What you will do: Please return the lines of the data that contain "while".

===============

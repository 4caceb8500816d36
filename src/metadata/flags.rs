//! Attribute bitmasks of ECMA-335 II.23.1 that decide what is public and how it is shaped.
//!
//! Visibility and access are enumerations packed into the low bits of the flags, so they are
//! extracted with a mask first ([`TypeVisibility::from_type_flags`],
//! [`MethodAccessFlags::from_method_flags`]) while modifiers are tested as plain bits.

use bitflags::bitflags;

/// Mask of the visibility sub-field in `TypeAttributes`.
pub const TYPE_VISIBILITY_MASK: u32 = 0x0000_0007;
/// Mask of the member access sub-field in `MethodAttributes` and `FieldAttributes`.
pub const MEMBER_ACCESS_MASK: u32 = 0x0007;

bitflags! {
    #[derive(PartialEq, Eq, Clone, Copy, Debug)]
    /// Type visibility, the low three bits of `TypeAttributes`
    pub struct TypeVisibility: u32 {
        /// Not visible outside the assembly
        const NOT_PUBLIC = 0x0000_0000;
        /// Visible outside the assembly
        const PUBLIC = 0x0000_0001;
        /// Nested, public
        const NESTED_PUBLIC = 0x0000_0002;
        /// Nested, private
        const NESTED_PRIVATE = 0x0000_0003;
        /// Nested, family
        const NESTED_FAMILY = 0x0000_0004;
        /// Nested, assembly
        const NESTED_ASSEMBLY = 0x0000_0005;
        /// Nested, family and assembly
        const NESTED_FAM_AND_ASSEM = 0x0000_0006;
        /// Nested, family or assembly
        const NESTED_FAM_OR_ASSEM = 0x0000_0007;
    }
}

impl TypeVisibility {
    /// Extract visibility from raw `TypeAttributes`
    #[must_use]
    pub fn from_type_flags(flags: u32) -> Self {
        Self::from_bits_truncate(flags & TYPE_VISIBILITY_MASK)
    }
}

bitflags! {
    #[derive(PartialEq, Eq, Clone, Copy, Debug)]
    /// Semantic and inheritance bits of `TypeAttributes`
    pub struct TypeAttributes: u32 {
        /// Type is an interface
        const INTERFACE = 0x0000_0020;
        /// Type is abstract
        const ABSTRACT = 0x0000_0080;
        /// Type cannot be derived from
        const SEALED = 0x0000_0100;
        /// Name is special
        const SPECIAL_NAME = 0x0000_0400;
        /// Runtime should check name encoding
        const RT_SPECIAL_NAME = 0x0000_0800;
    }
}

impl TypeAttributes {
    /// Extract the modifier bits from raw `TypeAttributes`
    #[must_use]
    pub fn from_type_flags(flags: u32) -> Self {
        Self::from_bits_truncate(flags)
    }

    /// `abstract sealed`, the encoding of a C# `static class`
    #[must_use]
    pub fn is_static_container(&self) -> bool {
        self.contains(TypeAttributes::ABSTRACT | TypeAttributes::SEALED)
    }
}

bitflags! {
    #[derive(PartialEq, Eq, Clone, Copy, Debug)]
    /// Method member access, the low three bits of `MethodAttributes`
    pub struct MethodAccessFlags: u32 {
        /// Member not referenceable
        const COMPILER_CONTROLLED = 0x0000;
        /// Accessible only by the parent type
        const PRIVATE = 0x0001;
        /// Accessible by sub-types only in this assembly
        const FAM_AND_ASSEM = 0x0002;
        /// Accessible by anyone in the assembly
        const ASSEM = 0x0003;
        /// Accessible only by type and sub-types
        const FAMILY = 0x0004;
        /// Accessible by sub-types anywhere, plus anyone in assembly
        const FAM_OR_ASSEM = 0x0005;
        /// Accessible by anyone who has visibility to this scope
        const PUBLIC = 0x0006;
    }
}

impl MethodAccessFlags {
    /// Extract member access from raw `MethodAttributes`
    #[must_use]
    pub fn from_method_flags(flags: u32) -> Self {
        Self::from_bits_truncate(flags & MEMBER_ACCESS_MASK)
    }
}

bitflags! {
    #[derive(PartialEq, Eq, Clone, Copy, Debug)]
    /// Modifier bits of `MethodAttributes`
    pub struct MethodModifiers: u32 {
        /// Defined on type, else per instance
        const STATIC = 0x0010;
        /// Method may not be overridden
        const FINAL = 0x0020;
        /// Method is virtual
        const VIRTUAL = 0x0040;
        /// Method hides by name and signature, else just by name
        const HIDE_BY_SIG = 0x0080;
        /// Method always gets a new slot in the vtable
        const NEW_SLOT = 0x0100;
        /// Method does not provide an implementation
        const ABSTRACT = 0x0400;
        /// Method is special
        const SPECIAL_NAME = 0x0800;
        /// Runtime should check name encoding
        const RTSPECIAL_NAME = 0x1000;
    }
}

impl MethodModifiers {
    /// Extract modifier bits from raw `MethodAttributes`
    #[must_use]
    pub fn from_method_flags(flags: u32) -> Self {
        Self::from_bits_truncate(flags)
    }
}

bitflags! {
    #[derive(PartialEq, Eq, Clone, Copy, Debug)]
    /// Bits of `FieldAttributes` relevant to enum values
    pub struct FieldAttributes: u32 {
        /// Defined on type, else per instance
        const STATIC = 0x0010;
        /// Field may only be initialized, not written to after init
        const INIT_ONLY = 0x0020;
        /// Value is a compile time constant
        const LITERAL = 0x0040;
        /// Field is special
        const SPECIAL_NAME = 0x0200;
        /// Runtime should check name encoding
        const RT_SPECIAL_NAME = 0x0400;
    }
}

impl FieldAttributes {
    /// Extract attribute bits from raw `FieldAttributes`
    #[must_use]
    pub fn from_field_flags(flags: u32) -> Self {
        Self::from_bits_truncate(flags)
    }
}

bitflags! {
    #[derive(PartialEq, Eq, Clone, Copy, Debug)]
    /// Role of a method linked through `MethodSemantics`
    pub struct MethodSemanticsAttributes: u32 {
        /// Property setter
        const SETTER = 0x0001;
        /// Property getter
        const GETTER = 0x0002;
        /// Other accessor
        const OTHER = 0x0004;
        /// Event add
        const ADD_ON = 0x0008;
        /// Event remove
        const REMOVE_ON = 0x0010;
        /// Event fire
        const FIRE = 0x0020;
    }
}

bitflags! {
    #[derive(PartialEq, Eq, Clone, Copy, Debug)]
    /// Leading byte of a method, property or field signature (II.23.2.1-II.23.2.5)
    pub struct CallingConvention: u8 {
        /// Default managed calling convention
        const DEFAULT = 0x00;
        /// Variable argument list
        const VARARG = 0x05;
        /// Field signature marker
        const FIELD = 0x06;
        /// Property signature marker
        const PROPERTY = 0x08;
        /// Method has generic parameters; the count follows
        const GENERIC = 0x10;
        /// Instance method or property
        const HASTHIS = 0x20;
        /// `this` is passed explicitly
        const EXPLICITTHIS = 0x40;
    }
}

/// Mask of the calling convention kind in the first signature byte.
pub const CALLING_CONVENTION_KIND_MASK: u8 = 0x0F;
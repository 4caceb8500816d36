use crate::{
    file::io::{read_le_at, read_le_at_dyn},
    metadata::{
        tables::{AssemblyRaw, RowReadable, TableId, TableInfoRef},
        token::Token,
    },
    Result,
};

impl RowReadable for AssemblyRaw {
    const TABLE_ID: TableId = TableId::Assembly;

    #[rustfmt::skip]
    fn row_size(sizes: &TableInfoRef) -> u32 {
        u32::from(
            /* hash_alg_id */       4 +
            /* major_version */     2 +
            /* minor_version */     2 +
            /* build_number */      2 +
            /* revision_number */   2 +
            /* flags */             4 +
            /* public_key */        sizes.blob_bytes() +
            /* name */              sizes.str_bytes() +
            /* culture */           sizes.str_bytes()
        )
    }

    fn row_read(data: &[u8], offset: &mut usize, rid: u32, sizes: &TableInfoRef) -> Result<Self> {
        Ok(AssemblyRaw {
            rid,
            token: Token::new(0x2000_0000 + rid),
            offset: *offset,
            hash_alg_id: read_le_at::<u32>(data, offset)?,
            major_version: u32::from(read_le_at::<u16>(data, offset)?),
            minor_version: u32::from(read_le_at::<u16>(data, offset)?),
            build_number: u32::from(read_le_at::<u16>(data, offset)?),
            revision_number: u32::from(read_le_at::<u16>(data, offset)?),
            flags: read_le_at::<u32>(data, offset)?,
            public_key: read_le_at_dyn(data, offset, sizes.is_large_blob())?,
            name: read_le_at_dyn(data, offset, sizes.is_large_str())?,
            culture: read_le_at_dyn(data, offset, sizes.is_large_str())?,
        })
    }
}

===============

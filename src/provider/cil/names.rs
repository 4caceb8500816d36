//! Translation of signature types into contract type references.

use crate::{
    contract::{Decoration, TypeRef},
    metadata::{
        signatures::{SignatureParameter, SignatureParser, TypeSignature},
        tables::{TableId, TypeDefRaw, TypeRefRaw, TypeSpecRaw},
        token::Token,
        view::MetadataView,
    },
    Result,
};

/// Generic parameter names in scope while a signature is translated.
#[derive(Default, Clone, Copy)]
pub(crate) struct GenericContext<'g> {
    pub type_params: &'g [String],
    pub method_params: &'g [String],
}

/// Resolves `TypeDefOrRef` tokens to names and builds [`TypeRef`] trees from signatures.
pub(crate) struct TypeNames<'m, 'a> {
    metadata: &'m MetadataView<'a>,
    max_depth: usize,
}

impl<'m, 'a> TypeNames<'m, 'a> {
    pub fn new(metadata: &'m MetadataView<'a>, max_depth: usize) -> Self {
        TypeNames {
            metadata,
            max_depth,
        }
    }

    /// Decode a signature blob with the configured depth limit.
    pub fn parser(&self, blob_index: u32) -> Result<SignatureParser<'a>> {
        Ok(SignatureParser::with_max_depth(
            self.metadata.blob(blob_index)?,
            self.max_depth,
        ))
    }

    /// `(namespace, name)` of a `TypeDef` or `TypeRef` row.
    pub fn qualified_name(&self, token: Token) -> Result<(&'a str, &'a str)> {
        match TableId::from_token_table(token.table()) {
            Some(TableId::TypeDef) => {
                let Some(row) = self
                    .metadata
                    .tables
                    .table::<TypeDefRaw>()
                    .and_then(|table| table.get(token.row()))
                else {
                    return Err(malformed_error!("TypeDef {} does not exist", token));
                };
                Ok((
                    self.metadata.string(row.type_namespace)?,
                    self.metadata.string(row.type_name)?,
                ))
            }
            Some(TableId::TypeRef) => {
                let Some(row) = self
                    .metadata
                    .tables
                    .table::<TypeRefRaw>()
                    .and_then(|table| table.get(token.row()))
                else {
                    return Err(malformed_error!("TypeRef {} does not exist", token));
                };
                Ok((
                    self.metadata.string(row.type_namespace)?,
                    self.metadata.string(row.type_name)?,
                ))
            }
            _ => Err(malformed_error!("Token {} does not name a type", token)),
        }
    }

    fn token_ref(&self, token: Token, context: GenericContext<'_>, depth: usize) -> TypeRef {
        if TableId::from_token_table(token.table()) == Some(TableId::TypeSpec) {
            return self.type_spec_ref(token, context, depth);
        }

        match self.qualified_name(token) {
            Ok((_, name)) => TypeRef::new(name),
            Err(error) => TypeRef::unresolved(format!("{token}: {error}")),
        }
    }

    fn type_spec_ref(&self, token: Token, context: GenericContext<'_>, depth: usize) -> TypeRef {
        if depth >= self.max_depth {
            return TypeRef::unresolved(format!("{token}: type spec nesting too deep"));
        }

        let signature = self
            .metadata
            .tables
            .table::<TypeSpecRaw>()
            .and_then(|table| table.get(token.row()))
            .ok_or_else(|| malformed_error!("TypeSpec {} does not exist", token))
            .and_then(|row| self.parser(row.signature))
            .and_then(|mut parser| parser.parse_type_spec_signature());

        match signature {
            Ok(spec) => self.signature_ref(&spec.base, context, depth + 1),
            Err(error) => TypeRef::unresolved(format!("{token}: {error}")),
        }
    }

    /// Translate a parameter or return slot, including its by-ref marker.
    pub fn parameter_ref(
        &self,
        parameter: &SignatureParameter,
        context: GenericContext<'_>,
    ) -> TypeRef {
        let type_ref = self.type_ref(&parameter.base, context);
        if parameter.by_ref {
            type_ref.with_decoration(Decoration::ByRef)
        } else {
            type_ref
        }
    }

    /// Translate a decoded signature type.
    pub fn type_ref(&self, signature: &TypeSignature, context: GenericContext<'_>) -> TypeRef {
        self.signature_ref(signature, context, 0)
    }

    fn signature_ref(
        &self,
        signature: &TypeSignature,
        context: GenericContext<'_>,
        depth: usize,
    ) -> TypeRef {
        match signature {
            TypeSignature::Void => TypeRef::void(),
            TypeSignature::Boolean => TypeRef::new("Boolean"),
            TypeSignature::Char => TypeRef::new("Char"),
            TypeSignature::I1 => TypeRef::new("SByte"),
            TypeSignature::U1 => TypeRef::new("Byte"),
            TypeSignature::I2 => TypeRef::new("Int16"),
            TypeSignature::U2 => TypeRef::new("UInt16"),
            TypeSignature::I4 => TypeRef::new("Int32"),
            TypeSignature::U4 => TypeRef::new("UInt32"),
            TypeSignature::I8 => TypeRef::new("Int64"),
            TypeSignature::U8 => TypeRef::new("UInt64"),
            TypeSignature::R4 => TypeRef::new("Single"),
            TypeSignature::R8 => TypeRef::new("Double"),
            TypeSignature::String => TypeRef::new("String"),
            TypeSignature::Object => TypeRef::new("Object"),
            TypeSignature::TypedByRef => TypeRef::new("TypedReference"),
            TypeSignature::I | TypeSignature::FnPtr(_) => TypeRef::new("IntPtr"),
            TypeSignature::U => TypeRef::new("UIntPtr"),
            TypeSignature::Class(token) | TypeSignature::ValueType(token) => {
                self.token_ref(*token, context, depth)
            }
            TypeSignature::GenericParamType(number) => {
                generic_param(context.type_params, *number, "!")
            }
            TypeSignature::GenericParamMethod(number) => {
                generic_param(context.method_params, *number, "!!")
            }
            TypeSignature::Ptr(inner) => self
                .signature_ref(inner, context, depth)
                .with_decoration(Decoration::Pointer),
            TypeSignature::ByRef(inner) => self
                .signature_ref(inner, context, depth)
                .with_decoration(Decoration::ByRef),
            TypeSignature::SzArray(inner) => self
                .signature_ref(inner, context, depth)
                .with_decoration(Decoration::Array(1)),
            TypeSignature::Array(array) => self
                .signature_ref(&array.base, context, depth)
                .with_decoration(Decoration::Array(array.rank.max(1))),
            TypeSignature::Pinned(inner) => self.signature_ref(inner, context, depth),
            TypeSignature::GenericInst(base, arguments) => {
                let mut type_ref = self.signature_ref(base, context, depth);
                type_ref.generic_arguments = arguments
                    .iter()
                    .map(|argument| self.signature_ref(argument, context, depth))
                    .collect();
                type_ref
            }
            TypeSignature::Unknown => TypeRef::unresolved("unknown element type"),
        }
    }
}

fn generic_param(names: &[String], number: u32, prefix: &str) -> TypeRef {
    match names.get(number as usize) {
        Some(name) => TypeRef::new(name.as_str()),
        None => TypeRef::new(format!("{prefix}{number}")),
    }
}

===============

Solution to this exercise:
//! [`MethodAccessFlags::from_method_flags`]) while modifiers are tested as plain bits.
/// Generic parameter names in scope while a signature is translated.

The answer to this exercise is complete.